The Scottish police did not, however, accept William Watt’s alibi. By their reckoning, he’d had time enough to drive from Ardrishaig, stage a break-in to his own home, murder his wife, his daughter and his sister-in-law, and then drive all the way back to Ardrishaig. They were even able to produce witnesses: the operator of the Renfrew ferry and a passing motorist both picked Watt out of an identity parade.

 

Scotland, in 1956, still imposed capital punishment for the crime of murder. Had Watt been found guilty, he would have hanged.

 

That he was not found guilty is due to the fact that the investigation team was sent information which made it absolutely clear that the man they had arrested and charged with the Burnside killings could not possibly have committed the crime. Amazingly, the source of that information was the man whohad killed Marion, Vivienne and Margaret: Scotland’s most notorious serial killer, Peter Manuel.

 

Displaying the narcissism so often associated with psychopathic killers, Manuel was outraged that “his” murders had been attributed to someone else, and so he carefully fed just enough information to the detectives investigating the crime to make sure that the “credit” for the Burnside killings was not given to the wrong man.

 

Had Manuel not intervened, it is highly likely that William Watt would have gone to the gallows for a crime he did not commit.

 

 

UPON HEARING THE DETAILS of the 1956 Burnside killings case, I felt a shiver run down my spine. Though separated by 44 years and 19,000 kilometres, the murder of Christine and Amber Lundy was distinguished (if that is the right word) by police work almost identical to that carried out in the Scottish case.

 

Once again, the father, though out of town at the time of the killings, was assumed to be the killer. Once again, the case was held to hinge on the accused’s ability to make a 300 kilometre journey, pausing only to murder his wife and child, within the three hour period stipulated by the police “evidence”. And, once again, this Herculean feat was rendered plausible by dubious testimony supplied by dubious witnesses.

 

In the Lundy case, however, there was no narcissistic psychopath desperate to preserve the purity of his “work”. This time the accused father was put on trial and found guilty of his family’s murder. Mark Lundy was sentenced in April 2002. Not (thank God!) to death by hanging, but to life imprisonment with a non-parole period of 17 years. The poor wretch has spent the past 11 years behind bars.

 

 

I SAY “poor wretch” because the patient accumulation of new evidence by Lundy’s family and supporters was enough to persuade the Judicial Committee of the Privy Council that Lundy’s 2002 conviction was unsafe.

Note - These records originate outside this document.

//! `GET /lang_pairs` and `GET /get_languages` (spec §6.1, §4.8).

use std::sync::Arc;

use hyper::{Body, Request, Response, StatusCode};
use serde::Serialize;

use crate::http::request::get_query_param;
use crate::http::response::json_response;
use crate::lang::Lang;
use crate::state::AppState;

#[derive(Debug, Serialize)]
struct LangPairsResponse {
    language_pairs: Vec<(String, String)>,
}

pub async fn lang_pairs(state: &Arc<AppState>) -> Response<Body> {
    let mut pairs: Vec<(String, String)> = Vec::new();
    for (_, set) in state.discovery.discover_all().await {
        pairs.extend(set.iter().map(|p| (p.src.to_string(), p.tgt.to_string())));
    }
    pairs.sort();
    pairs.dedup();
    json_response(StatusCode::OK, &LangPairsResponse { language_pairs: pairs })
}

#[derive(Debug, Serialize)]
struct LanguagesResponse {
    languages: Vec<String>,
}

pub async fn get_languages(state: &Arc<AppState>, req: Request<Body>) -> Response<Body> {
    let uri = req.uri().clone();
    let source_filter = get_query_param(&uri, "source_lang").map(Lang::new);
    let target_filter = get_query_param(&uri, "target_lang").map(Lang::new);
    let langs = state
        .discovery
        .get_languages(source_filter.as_ref(), target_filter.as_ref())
        .await;
    json_response(
        StatusCode::OK,
        &LanguagesResponse {
            languages: langs.iter().map(|l| l.to_string()).collect(),
        },
    )
}
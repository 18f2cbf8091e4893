//! Inference runtime collaborator (spec §6.2, §9 "Duck-typed pipelines").
//!
//! The actual transformer inference is delegated to an external runtime —
//! out of scope per spec §1. This module defines the capability set the
//! Pipeline Cache (C3) depends on and a deterministic stand-in
//! implementation used by tests and by default when no real runtime is
//! wired in, so the rest of the service (routing, chunking, masking,
//! queueing, eviction) can be exercised end-to-end.

use async_trait::async_trait;

use crate::error::ModelLoadError;
use crate::lang::Family;

/// Per-call shaping knobs passed to `translate` (spec §6.2, §4.7.1).
#[derive(Debug, Clone)]
pub struct TranslateOptions {
    pub batch_size: usize,
    pub beam_size: u32,
    pub max_length: Option<usize>,
    pub src_code: String,
    pub tgt_code: String,
}

/// A loaded, ready-to-call inference handle (spec glossary, "Pipeline").
/// Ownership belongs exclusively to the Pipeline Cache; this trait is the
/// capability set external code is allowed to call on it.
#[async_trait]
pub trait Pipeline: Send + Sync {
    async fn translate(
        &self,
        texts: &[String],
        opts: &TranslateOptions,
    ) -> Result<Vec<String>, ModelLoadError>;

    /// Release device memory. Called exactly once, by the cache, when the
    /// pipeline is evicted or the process shuts down.
    async fn release(&self);

    /// Rough resident-size hint in megabytes, used by `put` to size the
    /// cache's memory-pressure bookkeeping (spec §3, "Pipeline.size_hint").
    fn size_hint_mb(&self) -> u64 {
        512
    }
}

/// Loads pipelines for a given `(model_id, family, device)`. The Pipeline
/// Cache calls this outside its lock on a cache miss (spec §4.3).
#[async_trait]
pub trait InferenceRuntime: Send + Sync {
    async fn load(
        &self,
        model_id: &str,
        family: Family,
        device_index: i32,
    ) -> Result<Box<dyn Pipeline>, ModelLoadError>;
}

/// Deterministic stand-in runtime: "translation" is the identity function
/// tagged with the target code, so tests can assert on family/pivot
/// selection and alignment without a real model. `NotAvailable` is
/// returned for model ids the caller marks as unsupported, which is how
/// tests exercise the family-fallback and pivot paths.
pub struct MockRuntime {
    pub unavailable_model_ids: Vec<String>,
}

impl MockRuntime {
    pub fn new() -> Self {
        MockRuntime {
            unavailable_model_ids: Vec::new(),
        }
    }

    pub fn with_unavailable(mut self, model_id: impl Into<String>) -> Self {
        self.unavailable_model_ids.push(model_id.into());
        self
    }
}

impl Default for MockRuntime {
    fn default() -> Self {
        Self::new()
    }
}

struct MockPipeline {
    tgt_code_default: String,
}

#[async_trait]
impl Pipeline for MockPipeline {
    async fn translate(
        &self,
        texts: &[String],
        opts: &TranslateOptions,
    ) -> Result<Vec<String>, ModelLoadError> {
        Ok(texts
            .iter()
            .map(|t| format!("[{}] {}", opts.tgt_code.clone(), t))
            .collect())
    }

    async fn release(&self) {
        let _ = &self.tgt_code_default;
    }
}

#[async_trait]
impl InferenceRuntime for MockRuntime {
    async fn load(
        &self,
        model_id: &str,
        _family: Family,
        _device_index: i32,
    ) -> Result<Box<dyn Pipeline>, ModelLoadError> {
        if self.unavailable_model_ids.iter().any(|m| m == model_id) {
            return Err(ModelLoadError::NotAvailable {
                model_id: model_id.to_string(),
            });
        }
        Ok(Box::new(MockPipeline {
            tgt_code_default: String::new(),
        }))
    }
}

#[cfg(test)]
mod tests {
    use super::*;

    #[tokio::test]
    async fn mock_runtime_translates_as_identity_tagged_with_target() {
        let runtime = MockRuntime::new();
        let pipeline = runtime
            .load("helsinki-nlp/opus-mt-en-de", Family::OpusMt, 0)
            .await
            .unwrap();
        let opts = TranslateOptions {
            batch_size: 8,
            beam_size: 5,
            max_length: None,
            src_code: "en".to_string(),
            tgt_code: "de".to_string(),
        };
        let out = pipeline
            .translate(&["hello".to_string()], &opts)
            .await
            .unwrap();
        assert_eq!(out, vec!["[de] hello".to_string()]);
    }

    #[tokio::test]
    async fn mock_runtime_rejects_marked_unavailable_model() {
        let runtime = MockRuntime::new().with_unavailable("bad-model");
        let result = runtime.load("bad-model", Family::OpusMt, 0).await;
        assert!(matches!(result, Err(ModelLoadError::NotAvailable { .. })));
    }
}
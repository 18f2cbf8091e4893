//! Device Resolver (C2): chooses the inference device and derives the
//! default concurrency limits from it (spec §4.2). Resolved once at
//! startup and immutable for the life of the process.

use crate::config::{Config, DeviceKind};

#[derive(Debug, Clone, Copy, PartialEq, Eq)]
pub struct Device {
    pub kind: DeviceKind,
    pub index: i32,
}

impl Device {
    /// Precedence: explicit `DEVICE` > `USE_GPU=true|false` > auto-detect.
    pub fn resolve(cfg: &Config) -> Self {
        let kind = if let Some(kind) = cfg.device {
            kind
        } else if let Some(use_gpu) = cfg.use_gpu {
            if use_gpu {
                DeviceKind::Gpu
            } else {
                DeviceKind::Cpu
            }
        } else {
            auto_detect()
        };

        Device {
            kind,
            index: cfg.device_index,
        }
    }

    pub fn default_max_inflight(&self, cfg: &Config) -> usize {
        cfg.default_max_inflight(self.kind)
    }
}

/// Best-effort GPU auto-detection. Without a bundled CUDA/ROCm probe this
/// conservatively defaults to CPU — the inference runtime collaborator
/// (spec §6.2) is the one that actually knows what hardware it can see;
/// this resolver only picks the logical default when the operator hasn't
/// been explicit.
fn auto_detect() -> DeviceKind {
    DeviceKind::Cpu
}

#[cfg(test)]
mod tests {
    use super::*;

    fn cfg_with(device: Option<DeviceKind>, use_gpu: Option<bool>) -> Config {
        Config {
            device,
            use_gpu,
            ..Config::default()
        }
    }

    #[test]
    fn explicit_device_wins_over_use_gpu() {
        let cfg = cfg_with(Some(DeviceKind::Cpu), Some(true));
        assert_eq!(Device::resolve(&cfg).kind, DeviceKind::Cpu);
    }

    #[test]
    fn use_gpu_wins_over_auto_detect() {
        let cfg = cfg_with(None, Some(true));
        assert_eq!(Device::resolve(&cfg).kind, DeviceKind::Gpu);
    }

    #[test]
    fn falls_back_to_auto_detect() {
        let cfg = cfg_with(None, None);
        assert_eq!(Device::resolve(&cfg).kind, DeviceKind::Cpu);
    }

    #[test]
    fn gpu_default_inflight_is_one() {
        let mut cfg = cfg_with(Some(DeviceKind::Gpu), None);
        cfg.max_workers_backend = 8;
        let device = Device::resolve(&cfg);
        assert_eq!(device.default_max_inflight(&cfg), 1);
    }
}
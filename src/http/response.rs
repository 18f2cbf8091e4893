//! HTTP response helpers shared by the route handlers (spec §4.10, §6.1).
//!
//! Every handler builds its response through these functions rather than
//! `hyper::Response` directly, so the request-id carried by the enclosing
//! `with_request_id` scope (set once in `http::handle_request`, spec
//! SPEC_FULL §1 "Request id propagation") lands on every response without
//! each route handler having to thread it through its signature.

use std::future::Future;

use hyper::{Body, Response, StatusCode};
use serde::Serialize;

use crate::error::ServeError;

const CORS_ORIGIN: &str = "*";
const CORS_METHODS: &str = "GET, POST, OPTIONS";
const CORS_HEADERS: &str = "content-type";

tokio::task_local! {
    static REQUEST_ID: String;
}

/// Runs `fut` with `request_id` visible to every response built inside it.
pub async fn with_request_id<F: Future>(request_id: String, fut: F) -> F::Output {
    REQUEST_ID.scope(request_id, fut).await
}

fn with_cors(builder: hyper::http::response::Builder) -> hyper::http::response::Builder {
    let builder = builder
        .header("access-control-allow-origin", CORS_ORIGIN)
        .header("access-control-allow-methods", CORS_METHODS)
        .header("access-control-allow-headers", CORS_HEADERS);
    match REQUEST_ID.try_with(String::clone) {
        Ok(request_id) => builder.header("x-request-id", request_id),
        Err(_) => builder,
    }
}

pub fn serialize_with_fallback<T: Serialize>(value: &T, fallback: &str) -> String {
    serde_json::to_string(value).unwrap_or_else(|_| fallback.to_string())
}

pub fn json_response<T: Serialize>(status: StatusCode, body: &T) -> Response<Body> {
    let json = serialize_with_fallback(body, r#"{"error":"serialization failed"}"#);
    with_cors(Response::builder().status(status))
        .header("content-type", "application/json")
        .body(Body::from(json))
        .unwrap()
}

pub fn json_error(status: StatusCode, message: &str) -> Response<Body> {
    let json = format!(r#"{{"error":"{}"}}"#, message.replace('"', "\\\""));
    with_cors(Response::builder().status(status))
        .header("content-type", "application/json")
        .body(Body::from(json))
        .unwrap()
}

pub fn empty_response(status: StatusCode) -> Response<Body> {
    with_cors(Response::builder().status(status))
        .body(Body::empty())
        .unwrap()
}

pub fn cors_preflight() -> Response<Body> {
    empty_response(StatusCode::OK)
}

/// Maps a `ServeError` to its HTTP response, attaching `Retry-After` and
/// `{retry_after_sec}` for the two overload kinds (spec §4.10, §6.1
/// "Overload signalling").
pub fn error_response(err: &ServeError) -> Response<Body> {
    let status = err.status();
    match err.retry_after() {
        Some(retry_after_sec) => {
            #[derive(Serialize)]
            struct RetryBody {
                retry_after_sec: u64,
                error: String,
            }
            let json = serialize_with_fallback(
                &RetryBody {
                    retry_after_sec,
                    error: err.to_string(),
                },
                r#"{"error":"overloaded"}"#,
            );
            with_cors(Response::builder().status(status))
                .header("content-type", "application/json")
                .header("retry-after", retry_after_sec.to_string())
                .body(Body::from(json))
                .unwrap()
        }
        None => json_error(status, &err.to_string()),
    }
}

#[cfg(test)]
mod tests {
    use super::*;

    #[tokio::test]
    async fn json_error_escapes_quotes_in_the_body() {
        let response = json_error(StatusCode::BAD_REQUEST, r#"Error "quoted""#);
        assert_eq!(response.status(), StatusCode::BAD_REQUEST);
        let bytes = hyper::body::to_bytes(response.into_body()).await.unwrap();
        assert_eq!(bytes.as_ref(), br#"{"error":"Error \"quoted\""}"#);
    }

    #[tokio::test]
    async fn responses_built_inside_with_request_id_carry_the_header() {
        let response = with_request_id("abc-123".to_string(), async {
            json_response(StatusCode::OK, &serde_json::json!({"ok": true}))
        })
        .await;
        assert_eq!(response.headers().get("x-request-id").unwrap(), "abc-123");
    }

    #[test]
    fn responses_built_outside_any_request_scope_omit_the_header() {
        let response = json_response(StatusCode::OK, &serde_json::json!({"ok": true}));
        assert!(response.headers().get("x-request-id").is_none());
    }

    #[test]
    fn error_response_sets_retry_after_header_for_queue_overflow() {
        let response = error_response(&ServeError::QueueOverflow { retry_after_sec: 5 });
        assert_eq!(response.status(), StatusCode::TOO_MANY_REQUESTS);
        assert_eq!(response.headers().get("retry-after").unwrap(), "5");
    }

    #[test]
    fn error_response_has_no_retry_after_for_bad_request() {
        let response = error_response(&ServeError::BadRequest("nope".to_string()));
        assert_eq!(response.status(), StatusCode::BAD_REQUEST);
        assert!(response.headers().get("retry-after").is_none());
    }
}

Their judgement? That his conviction be quashed, and that he be tried again in the High Court of New Zealand.

 

What is wrong with the legal system in this country? Why is it, in those rare instances where a convicted person is lucky enough to have a family, or a benefactor, willing to spend many years (and many thousands of dollars) deconstructing the Crown’s case and the Police’s evidence, that so many eminent, learned and independent overseas jurists are so often convinced that New Zealand’s courts have wrongly convicted persons who, while they may not be innocent beyond reasonable doubt, are certainly – by that same crucial test – not guilty?

 

And why is it that our Court of Appeal has, over so many decades, demonstrated an almost wilful reluctance to allow the facts and the evidence speak with a decisive voice against what is manifestly (at least to the layperson’s eyes) a miscarriage of justice?

 

How was it possible that the evidence produced by Pat Booth and Jim Sprott failed to secure Arthur Allan Thomas’s immediate release? How could intelligent and experienced jurists have permitted the fairy-tale evidence of children to convict Peter Ellis? (Especially following the damning revelations of coached child witnesses, bizarre evidence and moral panic swaying juries in remarkably similar cases in the USA and the UK?) What was it that prevented the Court of Appeal from calling the NZ Police to account for their botched handling of evidence in the David Bain case? How is it that foreigners see immediately what New Zealand judges and juries have, over and over again, simply refused to recognise?

 

 

THE ANSWER, I believe, lies in the character of the New Zealand ruling-class. The narrow social strata from which New Zealand’s lawyers and judges are drawn is distinguished from the rest of the New Zealand population by two particularly obnoxious characteristics. The first is its unwavering belief in its own moral and intellectual superiority; and the second is its acute sense of vulnerability to what it regards as the democratic distempers of the vulgar masses.

 

In a society where the egalitarian impulse has always been strong, the objectionable core beliefs of New Zealand’s ruling class leave it dangerously exposed, not only to populist reprimand, but also, in the worst possible scenario, to social and constitutional eclipse. Over the course of our history these fears have produced a ruling class in which the conviction is strong (to the point of being unchallengeable) that to concede error is to admit weakness. Better that a score of innocent individuals rot in jail, than the Powers-That-Be admit to making a serious mistake.

 

Nowhere is this unwillingness to admit fault more tellingly on display than in the conduct of our present Minister of Justice, Judith Collins. Her treatment of the distinguished Canadian jurist, Justice Ian Binnie, revealed just how energetically she is willing to assert the impossibility of systemic error.

 

Predictably, in the wake of the Privy Council’s quashing of the Lundy conviction there have been calls for New Zealand to follow the UK’s lead and establish a Criminal Cases Review Commission to which highly questionable and/or contentious convictions could be referred for investigation. Since the UK body was established in 1997 it has quashed more than 350 unsafe verdicts.

 

The response of New Zealand’s Minister of Justice? “New Zealand has a robust appeal process and setting up any new independent body would not extinguish public debate.”

 

A “robust appeal process”! Tell that to Arthur Allan Thomas, Peter Ellis, David Bain and Mark Lundy! Tell it to the unknown number of other New Zealanders who languish in prison because they do not have a Pat Booth or a Joe Karam willing to spend years fighting for their freedom.

 

When I consider the adamant refusal of Judith Collins to concede the slightest error, I am seized by how very, very lucky we are in New Zealand to have had, roughly 50 years ago, a Parliament wise and liberal enough to abolish the death penalty. Because I am not at all convinced that our ruling class would rather admit to error than put an innocent man to death.

 

I consider Judith Collins’ trashing of Justice Binnie’s report – and I am not convinced at all.

 

Certainly, if New Zealand had still practiced capital punishment in 2002, then Mark Lundy would now be far beyond the Privy Council’s power to render him either justice or mercy.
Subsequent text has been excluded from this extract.